_Supplied records_:
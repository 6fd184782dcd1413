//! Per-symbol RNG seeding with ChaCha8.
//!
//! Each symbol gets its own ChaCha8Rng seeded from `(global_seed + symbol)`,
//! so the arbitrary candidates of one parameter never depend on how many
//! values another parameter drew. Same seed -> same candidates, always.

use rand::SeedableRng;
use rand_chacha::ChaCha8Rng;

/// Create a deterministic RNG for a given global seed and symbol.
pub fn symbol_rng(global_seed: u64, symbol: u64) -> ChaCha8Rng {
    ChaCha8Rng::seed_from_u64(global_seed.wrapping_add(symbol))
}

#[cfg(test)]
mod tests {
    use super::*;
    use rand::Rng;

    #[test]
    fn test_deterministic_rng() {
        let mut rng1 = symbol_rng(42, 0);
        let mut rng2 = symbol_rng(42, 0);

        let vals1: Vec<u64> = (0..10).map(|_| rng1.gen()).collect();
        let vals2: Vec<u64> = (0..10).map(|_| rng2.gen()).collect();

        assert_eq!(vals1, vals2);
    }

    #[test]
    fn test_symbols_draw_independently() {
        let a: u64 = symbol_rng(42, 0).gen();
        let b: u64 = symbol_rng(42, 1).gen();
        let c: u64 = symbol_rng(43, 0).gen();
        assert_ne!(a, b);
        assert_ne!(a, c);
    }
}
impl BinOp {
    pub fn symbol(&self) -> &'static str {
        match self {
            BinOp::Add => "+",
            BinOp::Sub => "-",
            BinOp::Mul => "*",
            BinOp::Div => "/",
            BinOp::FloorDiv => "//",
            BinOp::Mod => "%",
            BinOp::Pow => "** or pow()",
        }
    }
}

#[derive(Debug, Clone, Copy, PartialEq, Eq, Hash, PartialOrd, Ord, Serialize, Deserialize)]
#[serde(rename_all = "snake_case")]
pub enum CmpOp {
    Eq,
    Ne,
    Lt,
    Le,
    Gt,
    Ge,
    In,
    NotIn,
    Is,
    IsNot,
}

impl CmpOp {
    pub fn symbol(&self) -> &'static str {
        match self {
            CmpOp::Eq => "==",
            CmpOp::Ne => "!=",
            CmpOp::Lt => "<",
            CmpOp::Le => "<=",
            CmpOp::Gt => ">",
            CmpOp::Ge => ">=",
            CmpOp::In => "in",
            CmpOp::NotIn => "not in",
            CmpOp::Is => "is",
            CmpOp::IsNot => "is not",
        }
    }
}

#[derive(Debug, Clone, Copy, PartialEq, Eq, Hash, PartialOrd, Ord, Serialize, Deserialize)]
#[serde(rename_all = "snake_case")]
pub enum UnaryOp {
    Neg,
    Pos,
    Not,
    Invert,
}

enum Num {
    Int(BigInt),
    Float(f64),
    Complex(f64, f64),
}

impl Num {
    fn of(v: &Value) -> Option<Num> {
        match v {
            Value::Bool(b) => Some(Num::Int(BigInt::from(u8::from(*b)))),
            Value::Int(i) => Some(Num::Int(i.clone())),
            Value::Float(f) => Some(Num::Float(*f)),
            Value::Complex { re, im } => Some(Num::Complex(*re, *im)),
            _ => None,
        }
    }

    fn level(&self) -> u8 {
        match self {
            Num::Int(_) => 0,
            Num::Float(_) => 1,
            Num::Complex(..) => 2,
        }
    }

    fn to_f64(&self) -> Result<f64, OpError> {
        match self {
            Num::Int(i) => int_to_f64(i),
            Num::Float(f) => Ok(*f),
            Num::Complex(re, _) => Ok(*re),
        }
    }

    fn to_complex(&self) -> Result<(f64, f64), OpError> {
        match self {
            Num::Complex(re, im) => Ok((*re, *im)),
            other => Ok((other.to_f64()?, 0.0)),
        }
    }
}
* * *
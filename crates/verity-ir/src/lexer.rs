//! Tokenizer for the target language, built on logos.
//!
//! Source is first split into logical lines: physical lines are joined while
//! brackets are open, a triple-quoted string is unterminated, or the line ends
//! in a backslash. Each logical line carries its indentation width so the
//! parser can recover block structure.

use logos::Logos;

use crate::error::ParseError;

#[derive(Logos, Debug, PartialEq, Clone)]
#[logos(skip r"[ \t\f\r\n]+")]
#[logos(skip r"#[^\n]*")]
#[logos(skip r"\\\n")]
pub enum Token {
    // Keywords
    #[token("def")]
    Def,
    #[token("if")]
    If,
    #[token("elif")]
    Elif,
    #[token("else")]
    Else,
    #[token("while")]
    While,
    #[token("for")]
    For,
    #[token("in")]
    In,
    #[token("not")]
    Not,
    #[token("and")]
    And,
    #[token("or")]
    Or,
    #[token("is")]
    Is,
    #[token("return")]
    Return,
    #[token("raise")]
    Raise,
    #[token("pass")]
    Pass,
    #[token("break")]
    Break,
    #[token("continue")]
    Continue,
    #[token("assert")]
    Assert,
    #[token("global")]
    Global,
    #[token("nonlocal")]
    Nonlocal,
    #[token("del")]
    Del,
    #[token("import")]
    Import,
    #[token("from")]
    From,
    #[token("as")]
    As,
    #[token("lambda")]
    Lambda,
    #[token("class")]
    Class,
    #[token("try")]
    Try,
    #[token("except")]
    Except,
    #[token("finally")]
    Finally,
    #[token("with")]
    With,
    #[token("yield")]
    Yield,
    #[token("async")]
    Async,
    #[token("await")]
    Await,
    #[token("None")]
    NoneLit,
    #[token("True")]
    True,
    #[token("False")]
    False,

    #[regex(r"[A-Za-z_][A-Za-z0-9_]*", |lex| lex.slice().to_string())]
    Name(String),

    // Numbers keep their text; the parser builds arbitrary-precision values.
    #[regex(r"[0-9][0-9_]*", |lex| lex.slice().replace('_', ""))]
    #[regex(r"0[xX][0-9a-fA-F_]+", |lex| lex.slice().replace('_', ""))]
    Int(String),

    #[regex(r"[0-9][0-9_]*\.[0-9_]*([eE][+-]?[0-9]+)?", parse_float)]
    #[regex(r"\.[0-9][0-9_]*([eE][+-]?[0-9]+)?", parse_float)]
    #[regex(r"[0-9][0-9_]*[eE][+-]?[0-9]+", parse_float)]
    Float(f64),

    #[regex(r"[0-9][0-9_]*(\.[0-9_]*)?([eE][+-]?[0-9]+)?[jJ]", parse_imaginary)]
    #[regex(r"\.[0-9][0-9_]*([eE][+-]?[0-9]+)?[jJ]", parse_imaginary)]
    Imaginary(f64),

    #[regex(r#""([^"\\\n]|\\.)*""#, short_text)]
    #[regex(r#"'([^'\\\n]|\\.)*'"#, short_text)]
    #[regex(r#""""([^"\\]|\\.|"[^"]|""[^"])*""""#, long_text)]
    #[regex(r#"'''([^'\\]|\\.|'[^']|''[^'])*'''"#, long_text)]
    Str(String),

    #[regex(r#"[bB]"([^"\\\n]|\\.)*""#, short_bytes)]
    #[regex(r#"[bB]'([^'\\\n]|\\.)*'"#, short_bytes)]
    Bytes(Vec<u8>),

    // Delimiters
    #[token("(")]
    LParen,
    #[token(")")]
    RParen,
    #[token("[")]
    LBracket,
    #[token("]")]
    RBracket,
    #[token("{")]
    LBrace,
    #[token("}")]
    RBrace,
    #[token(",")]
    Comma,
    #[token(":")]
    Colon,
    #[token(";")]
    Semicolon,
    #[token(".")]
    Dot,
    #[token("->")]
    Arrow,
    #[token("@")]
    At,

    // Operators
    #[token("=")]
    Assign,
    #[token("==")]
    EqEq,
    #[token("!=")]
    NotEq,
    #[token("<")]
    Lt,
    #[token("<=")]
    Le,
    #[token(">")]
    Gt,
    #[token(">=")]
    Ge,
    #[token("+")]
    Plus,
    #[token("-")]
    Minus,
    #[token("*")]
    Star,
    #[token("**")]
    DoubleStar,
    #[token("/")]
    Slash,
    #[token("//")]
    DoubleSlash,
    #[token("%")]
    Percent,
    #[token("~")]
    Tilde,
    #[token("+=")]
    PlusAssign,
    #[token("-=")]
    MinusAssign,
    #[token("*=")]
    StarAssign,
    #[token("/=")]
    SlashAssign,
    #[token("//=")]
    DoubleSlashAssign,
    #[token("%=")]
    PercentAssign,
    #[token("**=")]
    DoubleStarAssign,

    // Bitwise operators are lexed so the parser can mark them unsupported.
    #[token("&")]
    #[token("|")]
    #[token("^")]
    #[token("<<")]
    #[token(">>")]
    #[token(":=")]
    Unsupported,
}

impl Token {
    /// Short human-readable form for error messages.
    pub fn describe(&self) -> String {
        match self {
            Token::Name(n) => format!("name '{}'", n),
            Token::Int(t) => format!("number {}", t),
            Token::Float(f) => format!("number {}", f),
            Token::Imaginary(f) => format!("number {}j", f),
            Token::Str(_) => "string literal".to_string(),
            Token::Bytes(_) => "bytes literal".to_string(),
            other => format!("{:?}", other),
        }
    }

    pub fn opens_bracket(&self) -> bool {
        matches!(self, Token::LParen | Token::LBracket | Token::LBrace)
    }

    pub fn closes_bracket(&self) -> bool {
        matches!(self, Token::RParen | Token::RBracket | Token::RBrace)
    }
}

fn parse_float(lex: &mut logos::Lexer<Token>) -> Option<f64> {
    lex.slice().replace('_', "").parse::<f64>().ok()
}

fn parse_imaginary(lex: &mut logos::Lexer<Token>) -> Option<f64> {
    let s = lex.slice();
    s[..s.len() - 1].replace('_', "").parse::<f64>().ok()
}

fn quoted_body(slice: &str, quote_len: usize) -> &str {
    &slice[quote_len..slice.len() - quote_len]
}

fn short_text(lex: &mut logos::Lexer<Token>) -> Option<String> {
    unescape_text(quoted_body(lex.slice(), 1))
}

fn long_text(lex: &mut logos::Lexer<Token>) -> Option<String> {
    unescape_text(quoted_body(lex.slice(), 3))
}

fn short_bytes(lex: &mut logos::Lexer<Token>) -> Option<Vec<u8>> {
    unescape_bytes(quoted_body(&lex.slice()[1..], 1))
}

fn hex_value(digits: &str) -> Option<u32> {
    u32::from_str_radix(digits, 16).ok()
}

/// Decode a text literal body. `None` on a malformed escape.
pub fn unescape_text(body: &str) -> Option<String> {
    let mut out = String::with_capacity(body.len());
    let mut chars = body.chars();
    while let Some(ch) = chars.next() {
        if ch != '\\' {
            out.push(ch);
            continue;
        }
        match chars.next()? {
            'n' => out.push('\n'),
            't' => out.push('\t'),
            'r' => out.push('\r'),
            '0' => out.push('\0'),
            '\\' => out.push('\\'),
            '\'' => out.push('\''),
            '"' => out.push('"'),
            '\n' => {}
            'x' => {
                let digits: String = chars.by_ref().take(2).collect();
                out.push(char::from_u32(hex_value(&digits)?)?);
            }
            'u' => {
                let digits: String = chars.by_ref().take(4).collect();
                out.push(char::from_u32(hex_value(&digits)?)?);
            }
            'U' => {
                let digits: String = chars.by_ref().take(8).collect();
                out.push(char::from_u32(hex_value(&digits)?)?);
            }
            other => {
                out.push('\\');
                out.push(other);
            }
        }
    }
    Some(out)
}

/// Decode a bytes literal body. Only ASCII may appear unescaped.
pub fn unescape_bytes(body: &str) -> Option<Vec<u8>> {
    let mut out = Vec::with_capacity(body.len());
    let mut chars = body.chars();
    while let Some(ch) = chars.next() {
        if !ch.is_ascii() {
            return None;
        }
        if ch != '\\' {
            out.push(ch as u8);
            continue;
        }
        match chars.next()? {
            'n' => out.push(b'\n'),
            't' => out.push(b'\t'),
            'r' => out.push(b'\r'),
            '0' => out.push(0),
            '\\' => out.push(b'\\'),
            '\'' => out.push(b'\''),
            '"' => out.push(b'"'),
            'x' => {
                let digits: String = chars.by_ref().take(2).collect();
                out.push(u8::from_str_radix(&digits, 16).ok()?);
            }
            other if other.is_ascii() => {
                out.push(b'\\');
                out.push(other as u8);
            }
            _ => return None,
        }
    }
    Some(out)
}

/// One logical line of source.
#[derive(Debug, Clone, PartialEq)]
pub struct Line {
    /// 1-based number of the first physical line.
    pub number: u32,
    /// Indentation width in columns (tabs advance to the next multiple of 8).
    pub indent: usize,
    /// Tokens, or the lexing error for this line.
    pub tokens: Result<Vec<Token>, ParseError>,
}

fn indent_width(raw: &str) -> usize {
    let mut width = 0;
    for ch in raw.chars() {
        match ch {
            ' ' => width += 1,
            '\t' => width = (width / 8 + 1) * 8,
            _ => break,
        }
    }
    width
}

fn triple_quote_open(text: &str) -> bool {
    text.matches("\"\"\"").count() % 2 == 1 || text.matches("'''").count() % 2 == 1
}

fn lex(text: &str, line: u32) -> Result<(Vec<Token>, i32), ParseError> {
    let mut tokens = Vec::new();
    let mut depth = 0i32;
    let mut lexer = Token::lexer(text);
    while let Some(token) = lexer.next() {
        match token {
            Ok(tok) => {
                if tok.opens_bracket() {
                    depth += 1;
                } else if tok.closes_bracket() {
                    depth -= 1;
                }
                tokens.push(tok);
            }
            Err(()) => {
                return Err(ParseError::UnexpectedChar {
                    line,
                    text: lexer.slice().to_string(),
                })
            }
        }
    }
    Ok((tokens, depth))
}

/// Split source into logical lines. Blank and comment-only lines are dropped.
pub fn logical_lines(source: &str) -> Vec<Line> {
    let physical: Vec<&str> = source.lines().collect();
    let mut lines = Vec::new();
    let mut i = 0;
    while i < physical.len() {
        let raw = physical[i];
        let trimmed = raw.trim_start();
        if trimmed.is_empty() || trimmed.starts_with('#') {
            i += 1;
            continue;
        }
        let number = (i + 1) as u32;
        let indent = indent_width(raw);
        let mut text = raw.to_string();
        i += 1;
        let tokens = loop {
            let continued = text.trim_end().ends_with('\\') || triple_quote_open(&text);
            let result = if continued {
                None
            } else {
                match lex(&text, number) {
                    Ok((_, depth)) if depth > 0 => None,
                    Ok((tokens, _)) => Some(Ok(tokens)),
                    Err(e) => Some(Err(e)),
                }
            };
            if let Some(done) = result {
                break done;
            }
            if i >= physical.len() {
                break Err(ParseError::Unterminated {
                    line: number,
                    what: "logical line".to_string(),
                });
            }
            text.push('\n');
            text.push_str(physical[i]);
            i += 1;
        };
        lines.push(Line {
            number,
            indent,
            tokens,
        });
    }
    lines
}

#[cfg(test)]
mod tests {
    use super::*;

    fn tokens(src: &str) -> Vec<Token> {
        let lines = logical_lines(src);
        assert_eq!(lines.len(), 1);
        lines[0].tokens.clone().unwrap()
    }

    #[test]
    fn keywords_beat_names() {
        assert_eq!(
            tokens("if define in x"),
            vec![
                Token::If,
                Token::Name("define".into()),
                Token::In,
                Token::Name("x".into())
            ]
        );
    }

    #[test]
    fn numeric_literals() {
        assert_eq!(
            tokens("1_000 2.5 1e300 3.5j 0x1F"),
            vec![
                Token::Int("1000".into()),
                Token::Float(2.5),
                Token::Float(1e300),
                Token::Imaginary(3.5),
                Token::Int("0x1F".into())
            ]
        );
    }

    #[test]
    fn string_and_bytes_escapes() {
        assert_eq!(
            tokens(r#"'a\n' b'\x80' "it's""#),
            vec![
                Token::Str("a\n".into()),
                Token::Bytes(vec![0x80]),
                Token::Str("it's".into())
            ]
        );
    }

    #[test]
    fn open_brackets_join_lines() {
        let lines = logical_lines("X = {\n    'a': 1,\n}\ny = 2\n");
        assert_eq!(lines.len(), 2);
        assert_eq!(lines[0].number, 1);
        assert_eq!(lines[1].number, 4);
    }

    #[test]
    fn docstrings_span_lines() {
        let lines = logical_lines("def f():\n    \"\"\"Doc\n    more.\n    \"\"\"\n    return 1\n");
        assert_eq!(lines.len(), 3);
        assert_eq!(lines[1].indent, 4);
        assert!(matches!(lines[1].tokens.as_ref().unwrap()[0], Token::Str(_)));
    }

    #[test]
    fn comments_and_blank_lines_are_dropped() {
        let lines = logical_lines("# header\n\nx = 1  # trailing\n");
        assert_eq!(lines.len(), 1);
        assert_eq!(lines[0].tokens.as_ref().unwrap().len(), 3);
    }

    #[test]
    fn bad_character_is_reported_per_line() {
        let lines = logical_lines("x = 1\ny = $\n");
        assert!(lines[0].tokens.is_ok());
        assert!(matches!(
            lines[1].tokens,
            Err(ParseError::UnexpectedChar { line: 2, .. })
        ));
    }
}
* * *
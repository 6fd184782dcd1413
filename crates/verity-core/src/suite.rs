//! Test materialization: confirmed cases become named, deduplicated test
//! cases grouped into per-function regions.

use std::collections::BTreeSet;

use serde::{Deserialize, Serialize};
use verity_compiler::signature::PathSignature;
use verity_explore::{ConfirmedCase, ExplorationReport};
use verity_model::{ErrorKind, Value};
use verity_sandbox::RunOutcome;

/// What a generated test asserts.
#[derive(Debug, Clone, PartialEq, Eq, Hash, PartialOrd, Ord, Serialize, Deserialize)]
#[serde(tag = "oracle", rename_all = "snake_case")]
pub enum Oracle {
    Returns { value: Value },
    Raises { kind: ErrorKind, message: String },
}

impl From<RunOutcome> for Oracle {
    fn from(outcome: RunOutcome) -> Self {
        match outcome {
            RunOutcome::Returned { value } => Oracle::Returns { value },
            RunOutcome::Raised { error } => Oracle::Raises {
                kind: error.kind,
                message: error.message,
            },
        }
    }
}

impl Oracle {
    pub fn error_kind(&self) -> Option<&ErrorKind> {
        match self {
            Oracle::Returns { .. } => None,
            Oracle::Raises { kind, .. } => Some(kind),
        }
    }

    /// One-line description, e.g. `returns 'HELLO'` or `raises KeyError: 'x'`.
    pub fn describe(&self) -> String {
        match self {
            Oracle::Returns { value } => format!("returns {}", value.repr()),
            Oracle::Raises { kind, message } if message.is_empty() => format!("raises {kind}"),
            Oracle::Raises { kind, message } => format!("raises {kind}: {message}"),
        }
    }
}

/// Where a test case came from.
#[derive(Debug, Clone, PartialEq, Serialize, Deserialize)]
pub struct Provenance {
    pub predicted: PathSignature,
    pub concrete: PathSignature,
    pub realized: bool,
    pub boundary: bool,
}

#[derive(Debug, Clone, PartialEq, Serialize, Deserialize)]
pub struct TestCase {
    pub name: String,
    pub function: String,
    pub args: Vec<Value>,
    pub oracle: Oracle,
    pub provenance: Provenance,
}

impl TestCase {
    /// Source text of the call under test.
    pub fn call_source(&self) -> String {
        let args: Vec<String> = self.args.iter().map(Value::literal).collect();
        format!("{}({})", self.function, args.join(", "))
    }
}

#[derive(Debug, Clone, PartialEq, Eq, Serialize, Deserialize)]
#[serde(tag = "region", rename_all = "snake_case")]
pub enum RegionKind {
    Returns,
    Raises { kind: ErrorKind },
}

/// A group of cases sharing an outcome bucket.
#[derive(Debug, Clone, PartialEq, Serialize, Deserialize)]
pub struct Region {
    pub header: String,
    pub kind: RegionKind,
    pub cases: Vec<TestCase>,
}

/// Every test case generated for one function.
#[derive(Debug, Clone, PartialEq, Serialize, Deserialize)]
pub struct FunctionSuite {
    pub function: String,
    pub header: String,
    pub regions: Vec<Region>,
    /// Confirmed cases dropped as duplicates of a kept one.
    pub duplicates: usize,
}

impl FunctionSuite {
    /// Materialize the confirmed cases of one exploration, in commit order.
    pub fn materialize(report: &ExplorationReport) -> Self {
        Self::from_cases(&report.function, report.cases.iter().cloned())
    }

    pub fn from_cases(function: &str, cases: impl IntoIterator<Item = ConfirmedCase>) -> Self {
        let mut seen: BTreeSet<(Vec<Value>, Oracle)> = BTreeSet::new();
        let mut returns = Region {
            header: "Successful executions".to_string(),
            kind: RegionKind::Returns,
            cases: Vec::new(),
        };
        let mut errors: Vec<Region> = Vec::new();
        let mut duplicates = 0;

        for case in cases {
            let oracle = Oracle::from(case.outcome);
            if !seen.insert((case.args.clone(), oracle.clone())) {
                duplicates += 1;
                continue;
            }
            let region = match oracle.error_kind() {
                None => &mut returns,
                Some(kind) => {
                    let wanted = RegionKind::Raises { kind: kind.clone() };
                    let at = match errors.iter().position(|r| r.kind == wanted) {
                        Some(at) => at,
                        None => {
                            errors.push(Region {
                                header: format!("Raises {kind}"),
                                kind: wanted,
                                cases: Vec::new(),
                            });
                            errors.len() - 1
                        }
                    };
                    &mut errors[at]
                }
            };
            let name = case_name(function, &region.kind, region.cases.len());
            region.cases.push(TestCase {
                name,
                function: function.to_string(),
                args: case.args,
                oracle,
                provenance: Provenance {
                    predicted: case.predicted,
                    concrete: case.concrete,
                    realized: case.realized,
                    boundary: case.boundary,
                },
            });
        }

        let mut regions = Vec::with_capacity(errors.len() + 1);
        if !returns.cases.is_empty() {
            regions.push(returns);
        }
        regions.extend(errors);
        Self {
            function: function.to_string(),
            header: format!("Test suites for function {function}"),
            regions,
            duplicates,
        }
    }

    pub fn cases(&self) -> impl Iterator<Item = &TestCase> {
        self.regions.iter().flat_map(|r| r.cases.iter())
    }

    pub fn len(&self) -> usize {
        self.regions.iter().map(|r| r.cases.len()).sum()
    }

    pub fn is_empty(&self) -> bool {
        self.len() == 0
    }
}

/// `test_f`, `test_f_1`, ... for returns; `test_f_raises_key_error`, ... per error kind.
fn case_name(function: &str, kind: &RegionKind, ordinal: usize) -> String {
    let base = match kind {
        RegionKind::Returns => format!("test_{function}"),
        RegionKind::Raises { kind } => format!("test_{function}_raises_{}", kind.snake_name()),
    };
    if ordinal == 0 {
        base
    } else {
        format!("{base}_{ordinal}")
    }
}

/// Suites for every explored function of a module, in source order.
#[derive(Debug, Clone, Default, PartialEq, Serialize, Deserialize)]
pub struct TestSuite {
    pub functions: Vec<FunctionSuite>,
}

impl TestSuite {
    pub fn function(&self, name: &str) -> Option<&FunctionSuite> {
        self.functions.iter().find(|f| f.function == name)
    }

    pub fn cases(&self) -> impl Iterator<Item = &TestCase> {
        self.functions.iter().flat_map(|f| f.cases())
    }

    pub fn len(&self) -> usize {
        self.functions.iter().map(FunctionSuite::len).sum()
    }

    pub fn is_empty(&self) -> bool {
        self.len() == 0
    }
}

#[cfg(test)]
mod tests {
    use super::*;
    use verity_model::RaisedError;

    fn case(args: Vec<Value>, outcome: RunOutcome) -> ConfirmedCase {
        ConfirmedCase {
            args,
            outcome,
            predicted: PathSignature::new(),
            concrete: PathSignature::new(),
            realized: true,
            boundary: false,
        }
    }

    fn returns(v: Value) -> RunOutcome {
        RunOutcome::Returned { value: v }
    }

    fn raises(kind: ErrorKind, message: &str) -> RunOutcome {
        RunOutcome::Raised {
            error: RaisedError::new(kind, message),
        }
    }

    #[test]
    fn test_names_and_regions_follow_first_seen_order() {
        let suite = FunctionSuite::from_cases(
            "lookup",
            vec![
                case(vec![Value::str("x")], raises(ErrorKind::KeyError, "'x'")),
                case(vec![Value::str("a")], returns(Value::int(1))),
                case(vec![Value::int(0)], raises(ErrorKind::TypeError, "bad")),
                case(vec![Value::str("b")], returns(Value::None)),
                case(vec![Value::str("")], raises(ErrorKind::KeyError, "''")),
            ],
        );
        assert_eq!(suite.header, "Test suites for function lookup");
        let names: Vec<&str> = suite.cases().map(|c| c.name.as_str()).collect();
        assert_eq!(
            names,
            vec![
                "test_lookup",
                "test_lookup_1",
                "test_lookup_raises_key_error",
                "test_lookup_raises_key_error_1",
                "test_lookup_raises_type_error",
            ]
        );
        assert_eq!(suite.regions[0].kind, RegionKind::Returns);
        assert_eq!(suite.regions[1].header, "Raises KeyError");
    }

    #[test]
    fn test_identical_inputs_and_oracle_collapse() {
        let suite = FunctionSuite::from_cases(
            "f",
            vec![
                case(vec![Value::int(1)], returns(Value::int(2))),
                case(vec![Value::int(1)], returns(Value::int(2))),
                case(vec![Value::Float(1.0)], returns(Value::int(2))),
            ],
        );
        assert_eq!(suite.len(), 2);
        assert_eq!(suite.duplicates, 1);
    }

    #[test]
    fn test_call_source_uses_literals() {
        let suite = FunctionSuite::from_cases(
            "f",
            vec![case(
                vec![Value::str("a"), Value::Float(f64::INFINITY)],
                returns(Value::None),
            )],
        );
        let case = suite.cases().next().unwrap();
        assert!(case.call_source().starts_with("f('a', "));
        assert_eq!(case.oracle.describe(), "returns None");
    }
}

_Exercise aim_:
Would you show each line of the material above that contains the string "errors"?

_Written solution_:
        let mut errors: Vec<Region> = Vec::new();
                    let at = match errors.iter().position(|r| r.kind == wanted) {
                            errors.push(Region {
                            errors.len() - 1
                    &mut errors[at]
        let mut regions = Vec::with_capacity(errors.len() + 1);
        regions.extend(errors);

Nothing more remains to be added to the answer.